Duty-free fabric sourcing through U.S. “preference programs” has spurred substantial growth for countries abroad and in the developing world. Programs such as the African Growth and Opportunity Act (AGOA), Haiti Hope/Help and the Qualifying Industrial Zones (QIZ) grant countries enhanced access to the U.S. textile and apparel markets, which is encouraging trade and manufacturing opportunities overseas.
At the recent summer edition of Texworld, The Lenzing Group presented its lecture, “Sourcing in Preference Program Countries,” which featured a panel discussion with Tarek Kabil, Egyptian Ministry of Trade and Industry; Ashraf Rabiey, QIZ minister of Egypt; Gabi Bar, QIZ minister of Israel; Mark D’Sa, special project director for Haiti; and, as moderator, Gail Strickler of Brookfield Associates LLC.
Preference programs enable participating countries to save as much as 32 percent in duties, which has helped open the U.S. market to nations such as Egypt, Israel, Haiti and regions of Africa. Average duty rates for most U.S. goods are under 4 percent, while textiles and apparel can demand as much as 16 percent. The duty-free benefits via preference programs allow trade partners to conserve up to a third of their costs and create “skill up” job opportunities internationally, which gives employees the opportunity to start with a minimum-wage job and progress on an ascending career path. The textile and garment industry is valued at almost $3 trillion and employs more than 100 million people worldwide throughout the global supply chain.
Through AGOA, sub-Saharan African countries gain greater access to the U.S. market. To qualify for the program, a country must be actively working toward its improvement of human rights, rule of law and respect for labor standards, according to the AGOA. Ethiopia has seen substantial growth and investments from involvement with AGOA, as well as a number of countries in West Africa, which includes production in Ghana and Senegal, according to Strickler.
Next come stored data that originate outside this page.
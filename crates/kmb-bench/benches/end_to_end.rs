//! End-to-end system throughput benchmarks.
//!
//! Benchmarks full operations from kernel to storage including all layers.

use bytes::Bytes;
use criterion::{black_box, criterion_group, criterion_main, BenchmarkId, Criterion, Throughput};
use kmb_bench::LatencyTracker;
use kmb_kernel::{Command, Effect, State, apply_committed};
use kmb_storage::Storage;
use kmb_types::{DataClass, Offset, Placement, StreamId, StreamName};
use std::time::Instant;
use tempfile::TempDir;

// ============================================================================
// Full Write Path Benchmark
// ============================================================================

fn bench_full_write_path(c: &mut Criterion) {
    let mut group = c.benchmark_group("full_write_path");

    for batch_size in [1, 10, 50] {
        group.throughput(Throughput::Elements(batch_size as u64));

        group.bench_with_input(
            BenchmarkId::from_parameter(batch_size),
            &batch_size,
            |b, &batch_size| {
                b.iter_batched(
                    || {
                        // Setup: create state and storage
                        let temp_dir = TempDir::new().unwrap();
                        let storage = Storage::new(temp_dir.path());
                        let state = State::new();

                        // Create stream
                        let cmd = Command::CreateStream {
                            stream_id: StreamId::new(1),
                            stream_name: StreamName::new("test_stream"),
                            data_class: DataClass::NonPHI,
                            placement: Placement::Global,
                        };
                        let (state, effects) = apply_committed(state, cmd).unwrap();

                        // Execute effects
                        for effect in effects {
                            if let Effect::StreamMetadataWrite(_) = effect {
                                // Would write metadata in real system
                            }
                        }

                        let events: Vec<Bytes> = (0..batch_size).map(|_| Bytes::from(vec![0u8; 256])).collect();
                        (state, storage, temp_dir, events)
                    },
                    |(state, mut storage, _temp_dir, events)| {
                        // Apply command to kernel
                        let cmd = Command::AppendBatch {
                            stream_id: StreamId::new(1),
                            events: black_box(events),
                            expected_offset: Offset::ZERO,
                        };
                        let (new_state, effects) = apply_committed(black_box(state), black_box(cmd)).unwrap();
                        black_box(new_state);

                        // Execute storage effects
                        for effect in effects {
                            if let Effect::StorageAppend {
                                stream_id,
                                base_offset,
                                events,
                            } = effect
                            {
                                storage.append_batch(stream_id, events, base_offset, None, false).ok();
                            }
                        }
                    },
                    criterion::BatchSize::SmallInput,
                );
            },
        );
    }

    group.finish();
}

// ============================================================================
// Latency Distribution Benchmark
// ============================================================================

fn bench_write_latency_distribution(c: &mut Criterion) {
    let mut group = c.benchmark_group("write_latency_distribution");

    group.bench_function("1000_writes", |b| {
        b.iter_custom(|iters| {
            let temp_dir = TempDir::new().unwrap();
            let mut storage = Storage::new(temp_dir.path());
            let mut state = State::new();

            // Create stream
            let cmd = Command::CreateStream {
                stream_id: StreamId::new(1),
                stream_name: StreamName::new("test_stream"),
                data_class: DataClass::NonPHI,
                placement: Placement::Global,
            };
            let (new_state, _effects) = apply_committed(state, cmd).unwrap();
            state = new_state;

            let mut tracker = LatencyTracker::new();
            let mut total_duration = std::time::Duration::ZERO;

            for i in 0..iters {
                let event = Bytes::from(vec![0u8; 256]);
                let start = Instant::now();

                // Kernel: apply command
                let cmd = Command::AppendBatch {
                    stream_id: StreamId::new(1),
                    events: vec![event],
                    expected_offset: Offset::from(i),
                };
                let (new_state, effects) = apply_committed(state, cmd).unwrap();
                state = new_state;

                // Storage: execute effects
                for effect in effects {
                    if let Effect::StorageAppend {
                        stream_id,
                        base_offset,
                        events,
                    } = effect
                    {
                        storage.append_batch(stream_id, events, base_offset, None, false).ok();
                    }
                }

                let elapsed = start.elapsed();
                total_duration += elapsed;
                tracker.record(elapsed.as_nanos() as u64);
            }

            // Print latency statistics after benchmark
            if iters >= 1000 {
                eprintln!("\n");
                tracker.print_summary("Write");
            }

            total_duration
        });
    });

    group.finish();
}

// ============================================================================
// Throughput Benchmark
// ============================================================================

fn bench_sustained_throughput(c: &mut Criterion) {
    let mut group = c.benchmark_group("sustained_throughput");
    group.sample_size(10); // Fewer samples for long-running benchmark

    group.bench_function("10000_writes", |b| {
        b.iter_custom(|_iters| {
            let temp_dir = TempDir::new().unwrap();
            let mut storage = Storage::new(temp_dir.path());
            let mut state = State::new();

            // Create stream
            let cmd = Command::CreateStream {
                stream_id: StreamId::new(1),
                stream_name: StreamName::new("test_stream"),
                data_class: DataClass::NonPHI,
                placement: Placement::Global,
            };
            let (new_state, _effects) = apply_committed(state, cmd).unwrap();
            state = new_state;

            let start = Instant::now();
            let iterations = 10_000;

            for i in 0..iterations {
                let event = Bytes::from(vec![0u8; 256]);
                let should_fsync = i % 100 == 0;

                // Kernel
                let cmd = Command::AppendBatch {
                    stream_id: StreamId::new(1),
                    events: vec![event],
                    expected_offset: Offset::from(i as u64),
                };
                let (new_state, effects) = apply_committed(state, cmd).unwrap();
                state = new_state;

                // Storage (fsync every 100 writes)
                for effect in effects {
                    if let Effect::StorageAppend {
                        stream_id,
                        base_offset,
                        events,
                    } = effect
                    {
                        storage.append_batch(stream_id, events, base_offset, None, should_fsync).ok();
                    }
                }
            }

            let elapsed = start.elapsed();
            let ops_per_sec = iterations as f64 / elapsed.as_secs_f64();
            eprintln!("\nThroughput: {:.0} ops/sec", ops_per_sec);

            elapsed
        });
    });

    group.finish();
}

// ============================================================================
// Criterion Configuration
// ============================================================================

criterion_group!(
    end_to_end_benches,
    bench_full_write_path,
    bench_write_latency_distribution,
    bench_sustained_throughput
);

criterion_main!(end_to_end_benches);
QIZs, which increase bilateral trade, are a “win win win” for participating nations Israel, Egypt and the U.S., according to Bar. Via the program, the U.S. receives duty-free exports; Israel gains access to new markets; and Egypt becomes an industrial competitor for U.S. exports. “For the U.S. it’s an unlimited term of agreement,” Bar said. “It allows unlimited textile and apparel exports to the United States, duty-free,” and “gives access to the skills and labor of Egyptian suppliers. For American buyers, it diversifies their sources,” he added. Widely known as a nation that pioneers the latest technologies, Israel also manufactures fabrics, yarns, zippers, threads, elastics and packages, among other materials and apparel-related innovations.
Haiti, too, has experienced a surge in its apparel and textile manufacturing capabilities through its Hope/Help and Caribbean Basin Trade Partnership Act (CBTPA) preference programs. D’Sa said, “If you’re not looking at Haiti, you’re missing opportunities.” He added, “Capacity is growing tremendously and exponentially.” D’Sa highlighted the growth of Asian suppliers that have invested in Haiti, namely from Korea, Taiwan, Hong Kong, Sri Lanka and Bangladesh. Hope/Help and CBTPA garnered $848 million in total U.S. imports in 2016, D’Sa said.
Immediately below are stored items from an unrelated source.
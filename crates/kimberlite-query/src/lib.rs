//! # kmb-query: SQL query layer for `Kimberlite` projections
//!
//! This crate provides a minimal SQL query engine for compliance lookups
//! against the projection store.
//!
//! ## SQL Subset
//!
//! Supported SQL features:
//! - `SELECT` with column list or `*`
//! - `FROM` single table or `JOIN` (INNER, LEFT)
//! - `WHERE` with comparison predicates (`=`, `<`, `>`, `<=`, `>=`, `IN`)
//! - `ORDER BY` (ascending/descending)
//! - `LIMIT`
//! - `GROUP BY` with aggregates (`COUNT`, `SUM`, `AVG`, `MIN`, `MAX`)
//! - `HAVING` with aggregate filtering
//! - `UNION` / `UNION ALL`
//! - `DISTINCT`
//! - `ALTER TABLE` (ADD COLUMN, DROP COLUMN)
//! - Parameterized queries (`$1`, `$2`, ...)
//!
//! - `WITH` (Common Table Expressions / CTEs)
//! - Subqueries in FROM and JOIN (`SELECT * FROM (SELECT ...) AS t`)
//!
//! Not yet supported:
//! - `WITH RECURSIVE`
//! - Window functions
//!
//! ## Usage
//!
//! ```ignore
//! use kimberlite_query::{QueryEngine, Schema, SchemaBuilder, ColumnDef, DataType, Value};
//! use kimberlite_store::{BTreeStore, TableId};
//!
//! // Define schema
//! let schema = SchemaBuilder::new()
//!     .table(
//!         "users",
//!         TableId::new(1),
//!         vec![
//!             ColumnDef::new("id", DataType::BigInt).not_null(),
//!             ColumnDef::new("name", DataType::Text).not_null(),
//!         ],
//!         vec!["id".into()],
//!     )
//!     .build();
//!
//! // Create engine
//! let engine = QueryEngine::new(schema);
//!
//! // Execute query
//! let mut store = BTreeStore::open("data/projections")?;
//! let result = engine.query(&mut store, "SELECT * FROM users WHERE id = $1", &[Value::BigInt(42)])?;
//! ```
//!
//! ## Point-in-Time Queries
//!
//! For compliance, you can query at a specific log position:
//!
//! ```ignore
//! let result = engine.query_at(
//!     &mut store,
//!     "SELECT * FROM users WHERE id = 1",
//!     &[],
//!     Offset::new(1000),  // Query state as of log position 1000
//! )?;
//! ```

mod error;
mod executor;
pub mod key_encoder;
mod parser;
mod plan;
mod planner;
pub mod rbac_filter;
mod schema;
mod value;


// Re-export public types
pub use error::{QueryError, Result};
pub use executor::{QueryResult, Row, execute};
pub use parser::{
    HavingCondition, HavingOp, ParsedAlterTable, ParsedColumn, ParsedCreateIndex,
    ParsedCreateTable, ParsedCte, ParsedDelete, ParsedInsert, ParsedSelect, ParsedStatement,
    ParsedUnion, ParsedUpdate, Predicate, PredicateValue, parse_statement,
};
pub use planner::plan_query;
pub use schema::{
    ColumnDef, ColumnName, DataType, IndexDef, Schema, SchemaBuilder, TableDef, TableName,
};
pub use value::Value;

use kimberlite_store::ProjectionStore;
use kimberlite_types::Offset;

/// Query engine for executing SQL against a projection store.
///
/// The engine is stateless and can be shared across threads.
/// It holds only the schema definition.
#[derive(Debug, Clone)]
pub struct QueryEngine {
    schema: Schema,
}

impl QueryEngine {
    /// Creates a new query engine with the given schema.
    pub fn new(schema: Schema) -> Self {
        Self { schema }
    }

    /// Returns a reference to the schema.
    pub fn schema(&self) -> &Schema {
        &self.schema
    }

    /// Parses a SQL string and extracts the SELECT or UNION statement.
    fn parse_query_statement(sql: &str) -> Result<parser::ParsedStatement> {
        let stmt = parser::parse_statement(sql)?;
        match &stmt {
            parser::ParsedStatement::Select(_) | parser::ParsedStatement::Union(_) => Ok(stmt),
            _ => Err(QueryError::UnsupportedFeature(
                "only SELECT and UNION queries are supported".to_string(),
            )),
        }
    }

    /// Executes a SQL query against the current store state.
    ///
    /// Supports SELECT and UNION/UNION ALL queries.
    ///
    /// # Arguments
    ///
    /// * `store` - The projection store to query
    /// * `sql` - SQL query string
    /// * `params` - Query parameters (for `$1`, `$2`, etc.)
    ///
    /// # Example
    ///
    /// ```ignore
    /// let result = engine.query(
    ///     &mut store,
    ///     "SELECT name FROM users WHERE id = $1",
    ///     &[Value::BigInt(42)],
    /// )?;
    /// ```
    pub fn query<S: ProjectionStore>(
        &self,
        store: &mut S,
        sql: &str,
        params: &[Value],
    ) -> Result<QueryResult> {
        let stmt = Self::parse_query_statement(sql)?;

        match stmt {
            parser::ParsedStatement::Select(parsed) => {
                if parsed.ctes.is_empty() {
                    let plan = planner::plan_query(&self.schema, &parsed, params)?;
                    let table_def = self
                        .schema
                        .get_table(&plan.table_name().into())
                        .ok_or_else(|| QueryError::TableNotFound(plan.table_name().to_string()))?;
                    executor::execute(store, &plan, table_def)
                } else {
                    self.execute_with_ctes(store, &parsed, params)
                }
            }
            parser::ParsedStatement::Union(union_stmt) => {
                self.execute_union(store, &union_stmt, params)
            }
            _ => unreachable!("parse_query_statement only returns Select or Union"),
        }
    }

    /// Executes a SELECT with CTEs by materializing each CTE and building
    /// a temporary schema that includes the CTE result sets as tables.
    fn execute_with_ctes<S: ProjectionStore>(
        &self,
        store: &mut S,
        parsed: &parser::ParsedSelect,
        params: &[Value],
    ) -> Result<QueryResult> {
        // Build an extended schema that includes CTE-derived tables
        let mut extended_schema = self.schema.clone();

        // Materialize each CTE
        for cte in &parsed.ctes {
            // Execute the CTE's inner query
            let cte_plan = planner::plan_query(&extended_schema, &cte.query, params)?;
            let cte_table_def = extended_schema
                .get_table(&cte_plan.table_name().into())
                .ok_or_else(|| QueryError::TableNotFound(cte_plan.table_name().to_string()))?;
            let cte_result = executor::execute(store, &cte_plan, cte_table_def)?;

            // Register CTE result as a virtual table in the extended schema
            // Use a synthetic table ID based on the CTE name hash
            let cte_table_id = {
                use std::collections::hash_map::DefaultHasher;
                use std::hash::{Hash, Hasher};
                let mut hasher = DefaultHasher::new();
                cte.name.hash(&mut hasher);
                kimberlite_store::TableId::new(hasher.finish())
            };

            // Build column defs from the CTE result
            let cte_columns: Vec<schema::ColumnDef> = cte_result
                .columns
                .iter()
                .map(|col| schema::ColumnDef::new(col.as_str(), schema::DataType::Text))
                .collect();

            let pk_cols = if cte_columns.is_empty() {
                vec![]
            } else {
                vec![cte_result.columns[0].clone()]
            };

            let cte_table = schema::TableDef::new(cte_table_id, cte_columns, pk_cols);
            extended_schema.add_table(cte.name.as_str(), cte_table);

            // Write CTE rows into the store as a temporary table
            for (row_idx, row) in cte_result.rows.iter().enumerate() {
                let mut row_map = serde_json::Map::new();
                for (col, val) in cte_result.columns.iter().zip(row.iter()) {
                    row_map.insert(col.as_str().to_string(), value_to_json(val));
                }

                let json_val =
                    serde_json::to_vec(&serde_json::Value::Object(row_map)).map_err(|e| {
                        QueryError::UnsupportedFeature(format!("CTE serialization failed: {e}"))
                    })?;

                let pk_key = crate::key_encoder::encode_key(&[Value::BigInt(row_idx as i64)]);
                let batch = kimberlite_store::WriteBatch::new(kimberlite_types::Offset::new(
                    store.applied_position().as_u64() + 1,
                ))
                .put(cte_table_id, pk_key, bytes::Bytes::from(json_val));
                store.apply(batch)?;
            }
        }

        // Execute the main query against the extended schema
        let main_query = parser::ParsedSelect {
            ctes: vec![], // CTEs already materialized
            ..parsed.clone()
        };

        let plan = planner::plan_query(&extended_schema, &main_query, params)?;
        let table_def = extended_schema
            .get_table(&plan.table_name().into())
            .ok_or_else(|| QueryError::TableNotFound(plan.table_name().to_string()))?;
        executor::execute(store, &plan, table_def)
    }

    /// Executes a UNION / UNION ALL query.
    fn execute_union<S: ProjectionStore>(
        &self,
        store: &mut S,
        union_stmt: &parser::ParsedUnion,
        params: &[Value],
    ) -> Result<QueryResult> {
        // Plan and execute left side
        let left_plan = planner::plan_query(&self.schema, &union_stmt.left, params)?;
        let left_table_def = self
            .schema
            .get_table(&left_plan.table_name().into())
            .ok_or_else(|| QueryError::TableNotFound(left_plan.table_name().to_string()))?;
        let left_result = executor::execute(store, &left_plan, left_table_def)?;

        // Plan and execute right side
        let right_plan = planner::plan_query(&self.schema, &union_stmt.right, params)?;
        let right_table_def = self
            .schema
            .get_table(&right_plan.table_name().into())
            .ok_or_else(|| QueryError::TableNotFound(right_plan.table_name().to_string()))?;
        let right_result = executor::execute(store, &right_plan, right_table_def)?;

        // Use left side column names for the result
        let column_names = left_result.columns;

        // Combine rows
        let mut all_rows = left_result.rows;
        all_rows.extend(right_result.rows);

        // UNION (not ALL) removes duplicates
        if !union_stmt.all {
            let mut seen = std::collections::HashSet::new();
            all_rows.retain(|row| {
                // Use debug format as hash key (Value doesn't impl Hash)
                let key = format!("{row:?}");
                seen.insert(key)
            });
        }

        Ok(QueryResult {
            columns: column_names,
            rows: all_rows,
        })
    }

    /// Executes a SQL query at a specific log position (point-in-time query).
    ///
    /// This enables compliance queries that show the state as it was
    /// at a specific point in the log.
    ///
    /// # Arguments
    ///
    /// * `store` - The projection store to query
    /// * `sql` - SQL query string
    /// * `params` - Query parameters
    /// * `position` - Log position to query at
    ///
    /// # Example
    ///
    /// ```ignore
    /// // Get user state as of log position 1000
    /// let result = engine.query_at(
    ///     &mut store,
    ///     "SELECT * FROM users WHERE id = 1",
    ///     &[],
    ///     Offset::new(1000),
    /// )?;
    /// ```
    pub fn query_at<S: ProjectionStore>(
        &self,
        store: &mut S,
        sql: &str,
        params: &[Value],
        position: Offset,
    ) -> Result<QueryResult> {
        let stmt = Self::parse_query_statement(sql)?;

        match stmt {
            parser::ParsedStatement::Select(parsed) => {
                let plan = planner::plan_query(&self.schema, &parsed, params)?;
                let table_def = self
                    .schema
                    .get_table(&plan.table_name().into())
                    .ok_or_else(|| QueryError::TableNotFound(plan.table_name().to_string()))?;
                executor::execute_at(store, &plan, table_def, position)
            }
            parser::ParsedStatement::Union(_) => Err(QueryError::UnsupportedFeature(
                "UNION is not supported in point-in-time queries".to_string(),
            )),
            _ => unreachable!("parse_query_statement only returns Select or Union"),
        }
    }

    /// Parses a SQL query without executing it.
    ///
    /// Useful for validation or query plan inspection.
    pub fn prepare(&self, sql: &str, params: &[Value]) -> Result<PreparedQuery> {
        let stmt = Self::parse_query_statement(sql)?;
        let parsed = match stmt {
            parser::ParsedStatement::Select(s) => s,
            _ => {
                return Err(QueryError::UnsupportedFeature(
                    "only SELECT queries can be prepared".to_string(),
                ));
            }
        };
        let plan = planner::plan_query(&self.schema, &parsed, params)?;

        Ok(PreparedQuery {
            plan,
            schema: self.schema.clone(),
        })
    }
}

/// A prepared (planned) query ready for execution.
#[derive(Debug, Clone)]
pub struct PreparedQuery {
    plan: plan::QueryPlan,
    schema: Schema,
}

impl PreparedQuery {
    /// Executes this prepared query against the current store state.
    pub fn execute<S: ProjectionStore>(&self, store: &mut S) -> Result<QueryResult> {
        let table_def = self
            .schema
            .get_table(&self.plan.table_name().into())
            .ok_or_else(|| QueryError::TableNotFound(self.plan.table_name().to_string()))?;

        executor::execute(store, &self.plan, table_def)
    }

    /// Executes this prepared query at a specific log position.
    pub fn execute_at<S: ProjectionStore>(
        &self,
        store: &mut S,
        position: Offset,
    ) -> Result<QueryResult> {
        let table_def = self
            .schema
            .get_table(&self.plan.table_name().into())
            .ok_or_else(|| QueryError::TableNotFound(self.plan.table_name().to_string()))?;

        executor::execute_at(store, &self.plan, table_def, position)
    }

    /// Returns the column names this query will return.
    pub fn columns(&self) -> &[ColumnName] {
        self.plan.column_names()
    }

    /// Returns the table name being queried.
    pub fn table_name(&self) -> &str {
        self.plan.table_name()
    }
}

/// Converts a Value to a serde_json::Value for CTE materialization.
fn value_to_json(val: &Value) -> serde_json::Value {
    match val {
        Value::Null | Value::Placeholder(_) => serde_json::Value::Null,
        Value::BigInt(i) => serde_json::json!(i),
        Value::TinyInt(i) => serde_json::json!(i),
        Value::SmallInt(i) => serde_json::json!(i),
        Value::Integer(i) => serde_json::json!(i),
        Value::Real(f) => serde_json::json!(f),
        Value::Decimal(v, scale) => {
            // Format decimal: store the raw value and scale as a string
            if *scale == 0 {
                serde_json::json!(v.to_string())
            } else {
                let divisor = 10i128.pow(u32::from(*scale));
                let whole = v / divisor;
                let frac = (v % divisor).unsigned_abs();
                serde_json::json!(format!("{whole}.{frac:0>width$}", width = *scale as usize))
            }
        }
        Value::Text(s) => serde_json::json!(s),
        Value::Boolean(b) => serde_json::json!(b),
        Value::Date(d) => serde_json::json!(d),
        Value::Time(t) => serde_json::json!(t),
        Value::Timestamp(ts) => serde_json::json!(ts.as_nanos()),
        Value::Uuid(u) => {
            // Format UUID bytes as hex string
            let hex: String = u.iter().map(|b| format!("{b:02x}")).collect();
            serde_json::json!(hex)
        }
        Value::Json(j) => j.clone(),
        Value::Bytes(b) => {
            use base64::Engine;
            serde_json::json!(base64::engine::general_purpose::STANDARD.encode(b))
        }
    }
}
While Haiti is typically associated with T-shirt manufacturing, the country is also recognized for its production of industrial workwear, basic knits, athletic wear, performance knits and even tuxedos, D’Sa explained. The activewear market is particularly strong in Haiti: Brands such as Under Armour and Lululemon have expressed interest in or already committed to programs with Haitian suppliers that are still in the midst of training employees and have yet to make a single shipment. The incentive to work with Haitian manufacturers is based on the aforementioned 32 percent of savings through duty-free initiatives.
D’Sa also attributes Haiti’s attraction and growth to its proximity to the U.S., which enables prompt deliveries at an average of 3.5 days. Manufacturers such as Reliable Source Industrial (RSI) and Everest Textiles are building a stronger presence in Haiti while technology brands are following suit, as the second annual Haiti Tech Summit held this year included representatives from Google, Uber, Lyft and Facebook, as well as Steve Wozniak, cofounder of Apple, in attendance.
Today in Haiti there are 41,000 workers in the industry, and by the end of 2017 there will be approximately 43,000. By the end of 2018, that number is estimated to reach over 50,000, according to D’Sa. “Last year the exports were $848 million. I won’t be surprised if they cross $1 billion by next year,” D’Sa added.
“Haiti can be your case study,” he said. “If you can find your solution in Haiti, you can apply that solution anywhere in the world,” D’Sa concluded.